‘MERFISH’ method identifies thousands of unique RNAs in 10 rounds of imaging
Harvard researchers have developed a “cellular atlas” of the brain using a novel fluorescence imaging technique known as multiplexed error-robust fluorescence in-situ hybridization, or MERFISH, the Harvard Gazette reported early this month.
The MERFISH methodology, coined by Harvard Higgins Professor of Molecular and Cellular Biology Catherine Dulac and colleagues, grew from a fundamental need to better understand the molecular components of individual cells in the brain.
“If you really want to understand the brain, you need the spatial context, because the brain is not like the liver or other organs, where the cells are organized in a symmetrical way,” Dulac told the Gazette. “The brain is unusual in that it has this topological arrangement of neurons...so we want to be able to look at a section of the brain and see what cells are there, but also where they are and what types of cells are surrounding them.”

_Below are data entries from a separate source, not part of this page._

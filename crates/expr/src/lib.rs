//! A minimal predicate AST and evaluator.
//!
//! A record manager with nothing to drive its scan operator can't be
//! exercised end to end, so this crate supplies a small predicate
//! collaborator to make `recordmgr::Scan` testable: column references,
//! comparisons, and boolean connectives over a decoded `Row`. It is not
//! a SQL front end, there is no tokenizer or grammar here, and columns
//! are referenced by their ordinal position in a single fixed schema
//! rather than by qualified `table.column` name.

#[cfg(test)]
mod tests;

use common::{DbError, DbResult, Row};
use std::cmp::Ordering;
use types::Value;

/// Binary comparison and logical operators.
#[derive(Clone, Copy, Debug, PartialEq, Eq, serde::Serialize, serde::Deserialize)]
pub enum BinaryOp {
    Eq,
    Ne,
    Lt,
    Le,
    Gt,
    Ge,
    And,
    Or,
}

/// Unary operators (currently just logical NOT).
#[derive(Clone, Copy, Debug, PartialEq, Eq, serde::Serialize, serde::Deserialize)]
pub enum UnaryOp {
    Not,
}

/// Predicate expression tree evaluated over a row's positional attributes.
#[derive(Clone, Debug, PartialEq, serde::Serialize, serde::Deserialize)]
pub enum Expr {
    Literal(Value),
    /// Reference to an attribute by its ordinal position in the schema.
    Column(usize),
    Unary {
        op: UnaryOp,
        expr: Box<Expr>,
    },
    Binary {
        left: Box<Expr>,
        op: BinaryOp,
        right: Box<Expr>,
    },
}

impl Expr {
    pub fn column(idx: usize) -> Self {
        Expr::Column(idx)
    }

    pub fn lit(value: Value) -> Self {
        Expr::Literal(value)
    }

    pub fn not(expr: Expr) -> Self {
        Expr::Unary {
            op: UnaryOp::Not,
            expr: Box::new(expr),
        }
    }

    pub fn binary(left: Expr, op: BinaryOp, right: Expr) -> Self {
        Expr::Binary {
            left: Box::new(left),
            op,
            right: Box::new(right),
        }
    }
}

/// Evaluate an expression against a decoded row.
///
/// Per the `evalExpr` contract a well-formed predicate always reduces
/// to `Value::Bool`, but nested literal and column sub-expressions may
/// evaluate to any `Value`.
pub fn eval(expr: &Expr, row: &Row) -> DbResult<Value> {
    match expr {
        Expr::Literal(v) => Ok(v.clone()),
        Expr::Column(idx) => row
            .values()
            .get(*idx)
            .cloned()
            .ok_or_else(|| DbError::RecordMgr(format!("column index {idx} out of range"))),
        Expr::Unary { op, expr } => {
            let v = eval(expr, row)?;
            match op {
                UnaryOp::Not => {
                    let b = v
                        .as_bool()
                        .ok_or_else(|| DbError::RecordMgr(format!("NOT expects bool, got {v:?}")))?;
                    Ok(Value::Bool(!b))
                }
            }
        }
        Expr::Binary { left, op, right } => {
            let lv = eval(left, row)?;
            let rv = eval(right, row)?;
            eval_binary(&lv, *op, &rv)
        }
    }
}

fn eval_binary(l: &Value, op: BinaryOp, r: &Value) -> DbResult<Value> {
    use BinaryOp::*;

    if matches!(op, And | Or) {
        let lb = l
            .as_bool()
            .ok_or_else(|| DbError::RecordMgr(format!("AND/OR expects bools, got {l:?}")))?;
        let rb = r
            .as_bool()
            .ok_or_else(|| DbError::RecordMgr(format!("AND/OR expects bools, got {r:?}")))?;
        return Ok(Value::Bool(match op {
            And => lb && rb,
            Or => lb || rb,
            _ => unreachable!(),
        }));
    }

    let ord = l
        .cmp_same_type(r)
        .ok_or_else(|| DbError::RecordMgr(format!("incompatible types for {op:?}: {l:?}, {r:?}")))?;

    let result = match op {
        Eq => ord == Ordering::Equal,
        Ne => ord != Ordering::Equal,
        Lt => ord == Ordering::Less,
        Le => ord != Ordering::Greater,
        Gt => ord == Ordering::Greater,
        Ge => ord != Ordering::Less,
        _ => unreachable!(),
    };

    Ok(Value::Bool(result))
}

Enter MERFISH, which works by assigning “barcodes” to cells’ RNAs and hybridizing them with a library of DNA. Imaging determines the identity of unique RNA molecules.
In a 2-millimeter-by-2-millimeter-by-0.6-millimeter region of brain, Dulac’s team was able to employ MERFISH to identify more than 70 types of neurons, as well as where those cells were located and what their functions were.
“An amazing property of this method is the exponential scaling between the number of genes that can be imaged and the number of imaging rounds,” Dulac said. “If you wanted to look at 10,000 genes, you could try the brute-force approach and do it one at a time, but of course no one would ever try that. The MERFISH approach is very powerful because it allows us to image and distinguish thousands of different RNAs in just about 10 rounds of imaging.”